International career
- 1960–1966: West Germany / 12 / (0)

Medal record
Men's football
Representing West Germany
FIFA World Cup
| Runner-up | 1966 England |  |

= Friedel Lutz =

German footballer (1939–2023)

Alfred "Friedel" Lutz (21 January 1939 – 7 February 2023) was a German professional footballer who played as a full-back. He spent most of his career with Eintracht Frankfurt. At international level, he made 12 appearances for the West Germany national team.

== Club career ==
Lutz was born in Bad Vilbel, Germany. He joined Eintracht Frankfurt in 1955 and carried on playing for the club until 1973. With Eintracht Frankfurt, he reached the 1959–60 European Cup final which Frankfurt lost 7–3 against Real Madrid. For the 1966–67 season he joined then Bundesliga title-holder 1860 Munich, but returned to Eintracht Frankfurt after a single injury plagued season.
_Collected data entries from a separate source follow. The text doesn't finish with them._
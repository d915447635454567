use std::collections::{HashMap, HashSet};
use std::sync::{Arc, Mutex, PoisonError};

use anyhow::Result;
use bluest::{Adapter, AdvertisingDevice, Device};
use futures_util::StreamExt;
use log::{debug, error, info};
use regex::Regex;
use tokio::sync::broadcast;
use tokio::task::JoinHandle;
use tokio::time::Instant;
use tokio_util::sync::CancellationToken;

use crate::config::ScannerConfig;
use crate::core::bluetooth::constants::{UNKNOWN_RSSI, UUID_NUS_SERVICE};
use crate::core::bluetooth::device::DeviceDescriptor;

const FOUND_CHANNEL_CAPACITY: usize = 32;

/// A platform device together with what its advertisement told us.
#[derive(Clone)]
pub struct DiscoveredDevice {
    pub device: Device,
    pub descriptor: DeviceDescriptor,
}

/// Devices seen by the scanner, keyed by address.
pub type DeviceCache = Arc<Mutex<HashMap<String, DiscoveredDevice>>>;

/// Publishes each address at most once per scan.
#[derive(Clone)]
struct ScanPublisher {
    found: broadcast::Sender<DeviceDescriptor>,
    published: Arc<Mutex<HashSet<String>>>,
}

impl ScanPublisher {
    fn new() -> Self {
        let (found, _) = broadcast::channel(FOUND_CHANNEL_CAPACITY);
        Self {
            found,
            published: Arc::default(),
        }
    }

    fn begin_scan(&self) {
        self.published
            .lock()
            .unwrap_or_else(PoisonError::into_inner)
            .clear();
    }

    /// Returns whether `descriptor` went out to observers.
    fn publish(&self, descriptor: &DeviceDescriptor) -> bool {
        let first_this_scan = self
            .published
            .lock()
            .unwrap_or_else(PoisonError::into_inner)
            .insert(descriptor.address.clone());
        if !first_this_scan {
            return false;
        }

        info!(
            "Device discovered: {} {} RSSI: {}",
            descriptor.name, descriptor.address, descriptor.rssi
        );
        if self.found.send(descriptor.clone()).is_err() {
            debug!("No scan observers");
        }
        true
    }
}

pub struct BluetoothScanner {
    adapter: Adapter,
    devices: DeviceCache,
    config: ScannerConfig,
    publisher: ScanPublisher,
    cancel_token: CancellationToken,
    scan_task_handle: Option<JoinHandle<Result<()>>>,
}

impl BluetoothScanner {
    pub fn new(adapter: Adapter, devices: DeviceCache, config: ScannerConfig) -> Self {
        Self {
            adapter,
            devices,
            config,
            publisher: ScanPublisher::new(),
            cancel_token: CancellationToken::new(),
            scan_task_handle: None,
        }
    }

    /// Descriptors are published once per address and scan.
    pub fn subscribe(&self) -> broadcast::Receiver<DeviceDescriptor> {
        self.publisher.found.subscribe()
    }

    /// Everything discovered so far, strongest signal first.
    pub fn discovered(&self) -> Vec<DeviceDescriptor> {
        let mut descriptors: Vec<DeviceDescriptor> = self
            .devices
            .lock()
            .unwrap_or_else(PoisonError::into_inner)
            .values()
            .map(|found| found.descriptor.clone())
            .collect();
        descriptors.sort_by(|a, b| b.rssi.cmp(&a.rssi));
        descriptors
    }

    pub fn is_scanning(&self) -> bool {
        self.scan_task_handle
            .as_ref()
            .is_some_and(|handle| !handle.is_finished())
    }

    pub async fn start_scan(&mut self) -> Result<()> {
        if self.scan_task_handle.is_some() {
            self.stop_scan().await?;
        }

        self.publisher.begin_scan();
        self.cancel_token = CancellationToken::new();
        let cancel_token_for_task = self.cancel_token.clone();
        let adapter_for_task = self.adapter.clone();
        let devices_for_task = self.devices.clone();
        let publisher_for_task = self.publisher.clone();
        let config_for_task = self.config.clone();

        let handle = tokio::spawn(async move {
            let result = Self::internal_scan_task(
                adapter_for_task,
                devices_for_task,
                publisher_for_task,
                cancel_token_for_task,
                config_for_task,
            )
            .await;
            if let Err(e) = &result {
                error!("Bluetooth scan failed: {}", e);
            }
            result
        });

        self.scan_task_handle = Some(handle);
        info!("Device scan task started.");
        Ok(())
    }

    async fn internal_scan_task(
        adapter: Adapter,
        devices: DeviceCache,
        publisher: ScanPublisher,
        cancel_token: CancellationToken,
        config: ScannerConfig,
    ) -> Result<()> {
        info!("Starting bluetooth scan for {:?}", config.scan_duration());
        let deadline = Instant::now() + config.scan_duration();
        let mut scan_stream = adapter.scan(&[]).await?;

        loop {
            tokio::select! {
                result = scan_stream.next() => {
                    match result {
                        Some(discovered) => {
                            debug!("Found device - Device: {:?}, RSSI: {:?}", discovered.device, discovered.rssi);
                            let descriptor = Self::describe(&discovered);
                            if !Self::accepts(&config, &descriptor) {
                                continue;
                            }
                            Self::record_device(&devices, &publisher, discovered.device, descriptor);
                        }
                        None => {
                            info!("Bluetooth scan stream has ended.");
                            break;
                        }
                    }
                }
                _ = tokio::time::sleep_until(deadline) => {
                    info!("Bluetooth scan finished.");
                    break;
                }
                _ = cancel_token.cancelled() => {
                    break;
                }
            }
        }
        Ok(())
    }

    pub async fn stop_scan(&mut self) -> Result<()> {
        info!("Stopping Bluetooth scan.");
        self.cancel_token.cancel();

        if let Some(handle) = self.scan_task_handle.take() {
            match handle.await {
                Ok(Ok(())) => info!("Scan task finished."),
                Ok(Err(e)) => error!("Scan task finished with an error: {:?}", e),
                Err(e) if e.is_cancelled() => info!("Scan task was cancelled."),
                Err(e) => error!("Scan task finished with an unexpected join error: {:?}", e),
            }
        }
        Ok(())
    }

    /// Waits for the running scan to end on its own.
    pub async fn wait(&mut self) -> Result<()> {
        if let Some(handle) = self.scan_task_handle.take() {
            handle.await??;
        }
        Ok(())
    }

    fn record_device(
        devices: &DeviceCache,
        publisher: &ScanPublisher,
        device: Device,
        descriptor: DeviceDescriptor,
    ) {
        devices
            .lock()
            .unwrap_or_else(PoisonError::into_inner)
            .insert(
                descriptor.address.clone(),
                DiscoveredDevice {
                    device,
                    descriptor: descriptor.clone(),
                },
            );
        publisher.publish(&descriptor);
    }

    fn describe(discovered: &AdvertisingDevice) -> DeviceDescriptor {
        let device = &discovered.device;
        let name = discovered
            .adv_data
            .local_name
            .clone()
            .or_else(|| device.name().ok())
            .unwrap_or_else(|| "Unknown".to_string());
        let id = device.id().to_string();
        let address = Self::extract_mac_address(&id).unwrap_or(id);

        DeviceDescriptor::new(
            name,
            address,
            discovered.rssi.unwrap_or(UNKNOWN_RSSI),
            discovered.adv_data.services.clone(),
        )
    }

    /// Applies the signal threshold and, when enabled, the device filter.
    pub fn accepts(config: &ScannerConfig, descriptor: &DeviceDescriptor) -> bool {
        if descriptor.rssi < config.min_rssi {
            return false;
        }
        !config.filter_enabled
            || descriptor.is_battery_monitor()
            || descriptor.is_robot()
            || descriptor.advertises(UUID_NUS_SERVICE)
    }

    pub fn extract_mac_address(device_id_str: &str) -> Option<String> {
        let re = Regex::new(r"([0-9A-Fa-f]{2}[:-]){5}([0-9A-Fa-f]{2})").ok()?;
        re.find_iter(device_id_str)
            .last()
            .map(|m| m.as_str().replace('-', ":").to_uppercase())
    }
}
== International career ==
Debuting for the West Germany national team on 3 August 1960 in Iceland, a major injury prevented him from taking part in the 1962 FIFA World Cup for his country. However, he won a runner-up medal with the West Germans four years later at the 1966 FIFA World Cup. Lutz retired from playing for West Germany after that tournament, making his final appearance in the semi-final win over the Soviet Union (2–1). Overall he won 12 caps.

==Personal life and death==
Lutz was married and had a son. He died on 7 February 2023, at the age of 84.